* [Required action]: Within the data below, copy each line where the string "NewEnrollment" is found.

═════ Provided records ═════

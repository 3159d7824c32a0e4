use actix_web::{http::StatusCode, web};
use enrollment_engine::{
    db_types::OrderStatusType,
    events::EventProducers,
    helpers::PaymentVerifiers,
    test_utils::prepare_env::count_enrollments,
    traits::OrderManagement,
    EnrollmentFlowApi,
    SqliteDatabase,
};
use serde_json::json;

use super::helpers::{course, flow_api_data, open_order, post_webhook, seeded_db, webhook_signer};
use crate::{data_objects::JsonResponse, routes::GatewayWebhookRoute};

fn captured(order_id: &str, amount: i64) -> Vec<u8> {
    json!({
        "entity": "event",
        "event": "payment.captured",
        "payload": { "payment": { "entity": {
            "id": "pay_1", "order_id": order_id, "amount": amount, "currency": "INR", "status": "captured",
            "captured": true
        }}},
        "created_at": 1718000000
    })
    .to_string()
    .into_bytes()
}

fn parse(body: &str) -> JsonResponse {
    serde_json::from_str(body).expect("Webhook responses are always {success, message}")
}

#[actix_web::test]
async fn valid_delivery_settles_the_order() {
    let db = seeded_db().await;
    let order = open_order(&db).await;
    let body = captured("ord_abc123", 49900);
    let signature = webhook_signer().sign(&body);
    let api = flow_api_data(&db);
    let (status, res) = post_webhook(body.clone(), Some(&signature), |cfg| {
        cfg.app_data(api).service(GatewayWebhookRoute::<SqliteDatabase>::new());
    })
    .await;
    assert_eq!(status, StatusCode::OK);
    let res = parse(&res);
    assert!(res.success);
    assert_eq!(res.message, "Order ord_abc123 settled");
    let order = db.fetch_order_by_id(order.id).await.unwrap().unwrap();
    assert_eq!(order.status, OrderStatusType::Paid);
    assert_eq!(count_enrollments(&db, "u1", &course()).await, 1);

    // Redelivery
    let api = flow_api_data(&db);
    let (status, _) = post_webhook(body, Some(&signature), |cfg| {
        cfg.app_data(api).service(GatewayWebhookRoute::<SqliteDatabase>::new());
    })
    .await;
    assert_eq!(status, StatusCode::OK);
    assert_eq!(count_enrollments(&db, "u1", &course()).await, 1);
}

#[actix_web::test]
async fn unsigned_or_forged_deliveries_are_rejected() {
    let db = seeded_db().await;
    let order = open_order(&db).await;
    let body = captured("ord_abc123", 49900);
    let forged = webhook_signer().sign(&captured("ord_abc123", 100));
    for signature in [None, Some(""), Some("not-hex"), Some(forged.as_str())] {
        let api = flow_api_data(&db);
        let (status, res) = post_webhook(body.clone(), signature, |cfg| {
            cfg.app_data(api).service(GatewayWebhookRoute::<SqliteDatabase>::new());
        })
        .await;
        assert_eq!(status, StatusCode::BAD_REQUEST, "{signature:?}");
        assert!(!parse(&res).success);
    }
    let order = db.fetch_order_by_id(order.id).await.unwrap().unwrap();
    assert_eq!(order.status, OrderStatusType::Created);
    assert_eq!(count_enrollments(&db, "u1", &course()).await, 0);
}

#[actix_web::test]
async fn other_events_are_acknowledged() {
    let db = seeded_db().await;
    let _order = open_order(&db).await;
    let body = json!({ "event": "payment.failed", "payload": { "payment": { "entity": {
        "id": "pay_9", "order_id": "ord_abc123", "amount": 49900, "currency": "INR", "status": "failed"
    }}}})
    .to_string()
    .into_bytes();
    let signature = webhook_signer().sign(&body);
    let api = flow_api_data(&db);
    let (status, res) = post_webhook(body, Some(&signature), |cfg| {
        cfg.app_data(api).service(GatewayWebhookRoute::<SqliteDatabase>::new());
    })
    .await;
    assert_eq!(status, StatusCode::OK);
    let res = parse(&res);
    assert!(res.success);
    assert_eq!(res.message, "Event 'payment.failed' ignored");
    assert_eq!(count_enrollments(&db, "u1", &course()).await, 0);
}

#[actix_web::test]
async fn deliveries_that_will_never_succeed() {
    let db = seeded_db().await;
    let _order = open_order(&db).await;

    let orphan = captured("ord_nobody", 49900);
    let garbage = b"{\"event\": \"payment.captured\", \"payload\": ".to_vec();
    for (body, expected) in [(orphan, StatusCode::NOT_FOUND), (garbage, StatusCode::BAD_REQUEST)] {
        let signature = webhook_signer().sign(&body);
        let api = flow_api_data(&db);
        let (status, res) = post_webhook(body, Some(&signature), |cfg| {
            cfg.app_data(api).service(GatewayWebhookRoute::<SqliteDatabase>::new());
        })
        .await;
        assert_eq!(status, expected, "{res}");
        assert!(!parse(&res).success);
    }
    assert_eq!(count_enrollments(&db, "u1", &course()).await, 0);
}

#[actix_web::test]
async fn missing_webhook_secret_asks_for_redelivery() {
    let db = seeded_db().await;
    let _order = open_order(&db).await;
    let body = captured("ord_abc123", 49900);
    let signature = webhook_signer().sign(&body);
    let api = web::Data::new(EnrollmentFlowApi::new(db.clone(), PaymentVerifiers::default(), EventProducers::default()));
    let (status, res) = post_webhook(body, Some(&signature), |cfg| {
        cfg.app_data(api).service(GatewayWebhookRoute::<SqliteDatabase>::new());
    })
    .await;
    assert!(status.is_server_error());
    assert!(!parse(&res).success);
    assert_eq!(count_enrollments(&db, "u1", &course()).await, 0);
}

═════
═════ Provided records ═════

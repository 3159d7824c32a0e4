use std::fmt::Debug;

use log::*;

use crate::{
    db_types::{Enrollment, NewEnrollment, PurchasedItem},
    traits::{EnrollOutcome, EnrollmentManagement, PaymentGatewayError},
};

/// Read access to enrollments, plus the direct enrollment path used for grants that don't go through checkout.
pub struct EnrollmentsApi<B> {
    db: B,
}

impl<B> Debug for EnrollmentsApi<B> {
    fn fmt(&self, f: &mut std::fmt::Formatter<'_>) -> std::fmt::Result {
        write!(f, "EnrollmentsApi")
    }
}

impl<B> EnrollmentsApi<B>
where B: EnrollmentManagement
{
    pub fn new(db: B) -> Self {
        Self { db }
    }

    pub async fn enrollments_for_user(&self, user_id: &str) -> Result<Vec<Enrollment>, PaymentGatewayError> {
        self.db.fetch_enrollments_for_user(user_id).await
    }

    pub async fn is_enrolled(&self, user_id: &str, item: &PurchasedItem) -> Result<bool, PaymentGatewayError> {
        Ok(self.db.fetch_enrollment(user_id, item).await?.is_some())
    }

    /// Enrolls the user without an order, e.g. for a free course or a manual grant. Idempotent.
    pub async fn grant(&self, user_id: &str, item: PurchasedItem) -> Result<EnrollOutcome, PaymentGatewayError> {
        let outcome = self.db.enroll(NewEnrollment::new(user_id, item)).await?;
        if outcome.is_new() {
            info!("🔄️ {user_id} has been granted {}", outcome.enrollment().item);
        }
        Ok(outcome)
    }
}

═════

* [Answer]:
    db_types::{Enrollment, NewEnrollment, PurchasedItem},
        let outcome = self.db.enroll(NewEnrollment::new(user_id, item)).await?;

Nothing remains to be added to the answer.